%%

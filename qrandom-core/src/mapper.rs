// SPDX-License-Identifier: MIT
//
// Quantum Random SDK: Client for Quantum Randomness Services
// Copyright (c) 2025 Valer Bocan, PhD, CSSLP
// Email: valer.bocan@upt.ro
//
// Department of Computer and Information Technology
// Politehnica University of Timisoara
//
// https://github.com/vbocan/qrandom-sdk

//! Conversion of raw service integers into derived values
//!
//! Everything here is pure: no I/O, no state. The facade fetches raw integers
//! and hands them to these functions.
//!
//! # Known bias
//!
//! [`to_range_value`] folds `|raw|` into the range with a modulo. When the
//! range size does not divide the input domain evenly, low values come up
//! slightly more often than high ones. The formula is kept as-is so results
//! match other clients of the same service; use
//! [`to_range_value_unbiased`] (`RangeMapping::Rejection`) where uniformity
//! matters more than parity.

use crate::{Error, Result, MAX_COUNT};
use serde::{Deserialize, Serialize};

/// Strategy for folding raw integers into an inclusive range
#[derive(Debug, Clone, Copy, Default, PartialEq, Eq, Serialize, Deserialize)]
#[serde(rename_all = "lowercase")]
pub enum RangeMapping {
    /// `min + |raw| mod range`; biased, matches the service's reference clients
    #[default]
    Modulo,
    /// Rejection sampling over the unsigned 32-bit domain; uniform.
    ///
    /// Over-fetches raw integers (at least `REJECTION_BATCH` per value) and
    /// may spend up to `MAX_REJECTION_ROUNDS` round trips on one call, so it
    /// does not keep the one-request-per-call guarantee of `Modulo`.
    Rejection,
}

/// Ensure a batch size is within `1..=MAX_COUNT`
pub fn validate_count(count: u32) -> Result<()> {
    if count == 0 || count > MAX_COUNT {
        return Err(Error::InvalidArgument(format!(
            "count must be between 1 and {}, got {}",
            MAX_COUNT, count
        )));
    }
    Ok(())
}

/// Ensure `min < max`; equal bounds are rejected too
pub fn validate_range(min: i32, max: i32) -> Result<()> {
    if min >= max {
        return Err(Error::InvalidArgument(format!(
            "min must be less than max, got min={} max={}",
            min, max
        )));
    }
    Ok(())
}

/// Size of the inclusive range `[min, max]`; up to 2^32
fn range_size(min: i32, max: i32) -> u64 {
    (i64::from(max) - i64::from(min) + 1) as u64
}

/// Map a raw integer into `[min, max]` as `min + (|raw| mod (max - min + 1))`.
///
/// Arithmetic is done in 64 bits, so `raw = i32::MIN` and the full `i32`
/// range are handled without overflow. Returns `InvalidArgument` unless
/// `min < max`.
pub fn to_range_value(raw: i32, min: i32, max: i32) -> Result<i32> {
    validate_range(min, max)?;
    let range = i64::from(max) - i64::from(min) + 1;
    let offset = i64::from(raw).abs() % range;
    Ok((i64::from(min) + offset) as i32)
}

/// Map every acceptable raw integer into `[min, max]` without modulo bias,
/// preserving order.
///
/// Each raw value is reinterpreted as `u32`; values at or above the largest
/// multiple of the range size that fits in 2^32 are skipped, so the result
/// may be shorter than `raws`. Returns `InvalidArgument` unless `min < max`.
pub fn accept_unbiased(raws: &[i32], min: i32, max: i32) -> Result<Vec<i32>> {
    validate_range(min, max)?;
    let range = range_size(min, max);
    let domain = u64::from(u32::MAX) + 1;
    let zone = domain - domain % range;

    Ok(raws
        .iter()
        .map(|&raw| u64::from(raw as u32))
        .filter(|&value| value < zone)
        .map(|value| (i64::from(min) + (value % range) as i64) as i32)
        .collect())
}

/// First value [`accept_unbiased`] would produce; `Ok(None)` when every
/// candidate is rejected.
pub fn to_range_value_unbiased(raws: &[i32], min: i32, max: i32) -> Result<Option<i32>> {
    Ok(accept_unbiased(raws, min, max)?.first().copied())
}

/// Map a raw integer to `[0.0, 1.0]` by reading its bits as `u32`
/// and dividing by `u32::MAX`.
pub fn to_unit_float(raw: i32) -> f64 {
    f64::from(raw as u32) / f64::from(u32::MAX)
}

#[cfg(test)]
mod tests {
    use super::*;
    use proptest::prelude::*;

    #[test]
    fn test_reference_example() {
        assert_eq!(to_range_value(2_147_483_647, 1, 100).unwrap(), 48);
    }

    #[test]
    fn test_negative_raw_uses_absolute_value() {
        assert_eq!(to_range_value(-7, 0, 4).unwrap(), 2);
        assert_eq!(to_range_value(7, 0, 4).unwrap(), 2);
    }

    #[test]
    fn test_min_raw_does_not_overflow() {
        // |i32::MIN| = 2^31
        assert_eq!(to_range_value(i32::MIN, 0, 9).unwrap(), 8);
        assert_eq!(to_range_value(i32::MIN, i32::MIN, i32::MAX).unwrap(), 0);
    }

    #[test]
    fn test_full_domain_range() {
        assert_eq!(to_range_value(0, i32::MIN, i32::MAX).unwrap(), i32::MIN);
        assert_eq!(to_range_value(i32::MAX, i32::MIN, i32::MAX).unwrap(), -1);
    }

    #[test]
    fn test_unit_float_bounds() {
        assert_eq!(to_unit_float(0), 0.0);
        assert_eq!(to_unit_float(-1), 1.0);
        assert!(to_unit_float(-2) < 1.0);
        assert!((to_unit_float(i32::MIN) - 0.5).abs() < 1e-9);
    }

    #[test]
    fn test_validate_count() {
        assert!(validate_count(1).is_ok());
        assert!(validate_count(1000).is_ok());
        assert!(matches!(validate_count(0), Err(Error::InvalidArgument(_))));
        assert!(matches!(validate_count(1001), Err(Error::InvalidArgument(_))));
    }

    #[test]
    fn test_validate_range() {
        assert!(validate_range(1, 2).is_ok());
        assert!(matches!(validate_range(5, 5), Err(Error::InvalidArgument(_))));
        assert!(matches!(validate_range(6, 5), Err(Error::InvalidArgument(_))));
    }

    #[test]
    fn test_unbiased_skips_values_in_tail() {
        // range 3: zone = 2^32 - 1, so u32::MAX (-1) is the only rejected value
        assert_eq!(to_range_value_unbiased(&[-1, 4], 0, 2).unwrap(), Some(1));
        assert_eq!(to_range_value_unbiased(&[-1, -1], 0, 2).unwrap(), None);
        assert_eq!(to_range_value_unbiased(&[], 0, 2).unwrap(), None);
    }

    #[test]
    fn test_unbiased_full_domain_accepts_everything() {
        assert_eq!(to_range_value_unbiased(&[-1], i32::MIN, i32::MAX).unwrap(), Some(i32::MAX));
        assert_eq!(to_range_value_unbiased(&[0], i32::MIN, i32::MAX).unwrap(), Some(i32::MIN));
    }

    #[test]
    fn test_inverted_bounds_are_rejected() {
        // max + 1 == min would make the range size zero
        assert!(matches!(to_range_value(5, 10, 9), Err(Error::InvalidArgument(_))));
        assert!(matches!(to_range_value(5, 3, 3), Err(Error::InvalidArgument(_))));
        assert!(matches!(to_range_value(5, 100, -100), Err(Error::InvalidArgument(_))));
        assert!(matches!(accept_unbiased(&[1, 2], 10, 9), Err(Error::InvalidArgument(_))));
        assert!(matches!(to_range_value_unbiased(&[1], 4, 4), Err(Error::InvalidArgument(_))));
    }

    #[test]
    fn test_accept_unbiased_keeps_order_and_drops_tail() {
        assert_eq!(accept_unbiased(&[4, -1, 5, 6], 0, 2).unwrap(), vec![1, 2, 0]);
    }

    #[test]
    fn test_range_mapping_default() {
        assert_eq!(RangeMapping::default(), RangeMapping::Modulo);
    }

    proptest! {
        #[test]
        fn prop_range_value_within_bounds(raw in any::<i32>(), a in any::<i32>(), b in any::<i32>()) {
            prop_assume!(a != b);
            let (min, max) = if a < b { (a, b) } else { (b, a) };
            let value = to_range_value(raw, min, max).unwrap();
            prop_assert!(value >= min && value <= max);
        }

        #[test]
        fn prop_unbiased_value_within_bounds(raws in proptest::collection::vec(any::<i32>(), 1..8), min in -1000i32..1000, span in 1i32..5000) {
            let max = min + span;
            for value in accept_unbiased(&raws, min, max).unwrap() {
                prop_assert!(value >= min && value <= max);
            }
        }

        #[test]
        fn prop_unit_float_within_bounds(raw in any::<i32>()) {
            let value = to_unit_float(raw);
            prop_assert!((0.0..=1.0).contains(&value));
        }
    }
}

%%

What is being asked
Check each line of the records above for the string "more", and report every line that has it.

Written solution
//! slightly more often than high ones. The formula is kept as-is so results
//! matters more than parity.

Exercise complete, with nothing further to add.